Captain France contre les robots en plastique: une épopée. Episode 14: le combat de Captain France
(Dans le dernier épisode de cette épique série, nous avons laissé Captain France alors qu'il venait d'apparaître afin de faire barrage au monstre arachnéide apparu derrière un cyborg en plastique déguisé en gendarme d'élite.)
Un hurlement se fit entendre, et le hideux tentacule desserra son étreinte. Pareil à une énorme araignée, le monstre se jeta sur Captain France : le heurtant, il le projeta sur le mur qui était derrière lui – et le choc fut tel, que les parpaings s’en désossèrent, et que le mur fut enfoncé. Captain France et son assaillant passèrent à travers.
Parmi les gravats Captain France tomba, roulant comme il put
dans la poussière, le plâtre et le ciment. Sa peau et son costume qui le
protégeaient étaient cependant si durs qu’il ne reçut pas de blessure importante.

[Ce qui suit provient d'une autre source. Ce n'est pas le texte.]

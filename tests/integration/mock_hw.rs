//! Mock hardware for integration tests.
//!
//! Records every port call so tests can assert on the full command
//! history without touching real GPIO or converter registers.

use std::cell::RefCell;
use std::collections::VecDeque;
use std::rc::Rc;

use motorctl::adc::{ClockDivisor, MuxSelect};
use motorctl::app::events::AppEvent;
use motorctl::app::ports::{
    AdcPort, AnalogPort, AnalogSnapshot, EventSink, LedPort, MotorLine, MotorPort, SwitchPort,
    SwitchSnapshot,
};

// ── Motor line register file ──────────────────────────────────

/// Fake register file for the three bridge lines, plus the write log.
#[derive(Debug, Default)]
pub struct MockMotorLines {
    pub forward: bool,
    pub reverse: bool,
    pub enable: bool,
    /// Every write in order: `(line, level)`.
    pub writes: Vec<(MotorLine, bool)>,
}

#[allow(dead_code)]
impl MockMotorLines {
    pub fn new() -> Self {
        Self::default()
    }

    /// Both legs asserted — the dynamic braking pattern.
    pub fn is_braking(&self) -> bool {
        self.forward && self.reverse
    }

    pub fn is_forward(&self) -> bool {
        self.forward && !self.reverse
    }

    pub fn is_reverse(&self) -> bool {
        self.reverse && !self.forward
    }
}

impl MotorPort for MockMotorLines {
    fn set_line(&mut self, line: MotorLine) {
        match line {
            MotorLine::Forward => self.forward = true,
            MotorLine::Reverse => self.reverse = true,
            MotorLine::Enable => self.enable = true,
        }
        self.writes.push((line, true));
    }

    fn clear_line(&mut self, line: MotorLine) {
        match line {
            MotorLine::Forward => self.forward = false,
            MotorLine::Reverse => self.reverse = false,
            MotorLine::Enable => self.enable = false,
        }
        self.writes.push((line, false));
    }
}

// ── Converter register file ───────────────────────────────────

/// Fake converter: records lifecycle calls, replays queued samples.
#[derive(Debug, Default)]
pub struct MockAdcPort {
    pub enabled: bool,
    pub clk: Option<ClockDivisor>,
    pub selects: Vec<MuxSelect>,
    /// Samples handed out by `sample10`, front first; empty → `fallback`.
    pub samples: VecDeque<u16>,
    pub fallback: u16,
}

#[allow(dead_code)]
impl MockAdcPort {
    pub fn new() -> Self {
        Self::default()
    }

    pub fn with_samples(samples: &[u16]) -> Self {
        Self {
            samples: samples.iter().copied().collect(),
            ..Self::default()
        }
    }

    pub fn last_select(&self) -> Option<MuxSelect> {
        self.selects.last().copied()
    }
}

impl AdcPort for MockAdcPort {
    fn enable(&mut self, clk: ClockDivisor) {
        self.enabled = true;
        self.clk = Some(clk);
    }

    fn disable(&mut self) {
        self.enabled = false;
    }

    fn select_input(&mut self, mux: MuxSelect) {
        self.selects.push(mux);
    }

    fn sample10(&mut self) -> u16 {
        self.samples.pop_front().unwrap_or(self.fallback)
    }
}

// ── Foreground ports with shared handles ──────────────────────
//
// The drive service owns its ports, so the tests keep `Rc` handles to
// mutate inputs and inspect outputs between ticks.

#[derive(Debug, Default, Clone)]
pub struct MockSwitches {
    pub state: Rc<RefCell<SwitchSnapshot>>,
}

#[allow(dead_code)]
impl MockSwitches {
    pub fn set(&self, manual: bool, automatic: bool, cw: bool, ccw: bool) {
        *self.state.borrow_mut() = SwitchSnapshot {
            manual,
            automatic,
            cw,
            ccw,
        };
    }
}

impl SwitchPort for MockSwitches {
    fn read_switches(&mut self) -> SwitchSnapshot {
        *self.state.borrow()
    }
}

#[derive(Debug, Default, Clone)]
pub struct MockAnalog {
    pub state: Rc<RefCell<AnalogSnapshot>>,
}

#[allow(dead_code)]
impl MockAnalog {
    pub fn set(&self, speed: u8, threshold_trim: u8, measure1: u8, measure2: u8) {
        *self.state.borrow_mut() = AnalogSnapshot {
            speed,
            threshold_trim,
            measure1,
            measure2,
        };
    }
}

impl AnalogPort for MockAnalog {
    fn read_analog(&mut self) -> AnalogSnapshot {
        *self.state.borrow()
    }
}

#[derive(Debug, Default, Clone, Copy, PartialEq, Eq)]
pub struct LedState {
    pub green: bool,
    pub red: bool,
}

#[derive(Debug, Default, Clone)]
pub struct MockLeds {
    pub state: Rc<RefCell<LedState>>,
}

#[allow(dead_code)]
impl MockLeds {
    pub fn get(&self) -> LedState {
        *self.state.borrow()
    }
}

impl LedPort for MockLeds {
    fn set_green(&mut self, on: bool) {
        self.state.borrow_mut().green = on;
    }

    fn set_red(&mut self, on: bool) {
        self.state.borrow_mut().red = on;
    }
}

/// Event sink that collects everything emitted.
#[derive(Debug, Default, Clone)]
pub struct CollectSink {
    pub events: Rc<RefCell<Vec<AppEvent>>>,
}

#[allow(dead_code)]
impl CollectSink {
    pub fn all(&self) -> Vec<AppEvent> {
        self.events.borrow().clone()
    }

    pub fn contains(&self, event: &AppEvent) -> bool {
        self.events.borrow().iter().any(|e| e == event)
    }

    pub fn clear(&self) {
        self.events.borrow_mut().clear();
    }
}

impl EventSink for CollectSink {
    fn emit(&mut self, event: &AppEvent) {
        self.events.borrow_mut().push(*event);
    }
}

// ── Scan event sink ───────────────────────────────────────────

/// Records trigger events delivered by the scan engine.
#[cfg(feature = "adc-scan")]
#[derive(Debug, Default)]
pub struct RecordTriggerSink {
    pub events: Vec<(u8, motorctl::adc::scan::TriggerEvent)>,
}

#[cfg(feature = "adc-scan")]
impl motorctl::app::ports::AdcEventSink for RecordTriggerSink {
    fn on_adc_event(&mut self, channel: u8, event: motorctl::adc::scan::TriggerEvent) {
        self.events.push((channel, event));
    }
}

// ── Delay stub ────────────────────────────────────────────────

/// Delay that only records the accumulated wait.
#[derive(Debug, Default)]
pub struct RecordingDelay {
    pub total_ns: u64,
    pub calls: usize,
}

impl embedded_hal::delay::DelayNs for RecordingDelay {
    fn delay_ns(&mut self, ns: u32) {
        self.total_ns += u64::from(ns);
        self.calls += 1;
    }
}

Son pourpoint aux couleurs de la France continuait de briller comme si des
mailles de métal céleste s’étaient cristallisées dans la lumière, car il était
le vivant génie de notre drapeau ! Des anges avaient créé ce costume qui
servait aussi d’armure. Mille gadgets s’y dissimulaient, donnant à son
possesseur un pouvoir énorme. Doués de conscience propre, ils obéissaient à la
seule pensée de Captain France.
L’araignée géante, sous le choc, avait, elle aussi, traversé
le mur, roulant d’un autre côté du couloir se trouvant derrière. Elle se
rétablit à un peu moins de trois mètres de Captain France – en secouant le
plâtre, la poussière et les gravats qui la recouvraient. L’instant d’après, nettoyé
par ses mouvements violents, libéré de la saleté par plusieurs convulsions de
dégoût, son corps, de nouveau, brillait dans sa noirceur pure.
On aurait qu’elle était un trou, certes irrégulier, creusé
dans la matière même – qu’elle n’était pas remplie de substance, mais de vide
actif de toute substance. Elle déplaçait autour d’elle de l’ombre – et l’abîme
était reflété dans ses yeux, où luisait faiblement une étincelle froide.
Le monstre ploya, puis tendit brusquement ses pattes, bondissant
une seconde fois sur Captain France. Mais, cette fois, il put l’éviter. Bondissant
en avant à son tour il passa entre les pattes surprises du monstre, lesquelles
se refermèrent d’un coup sec, alors qu’elles tâchaient en vain de le saisir.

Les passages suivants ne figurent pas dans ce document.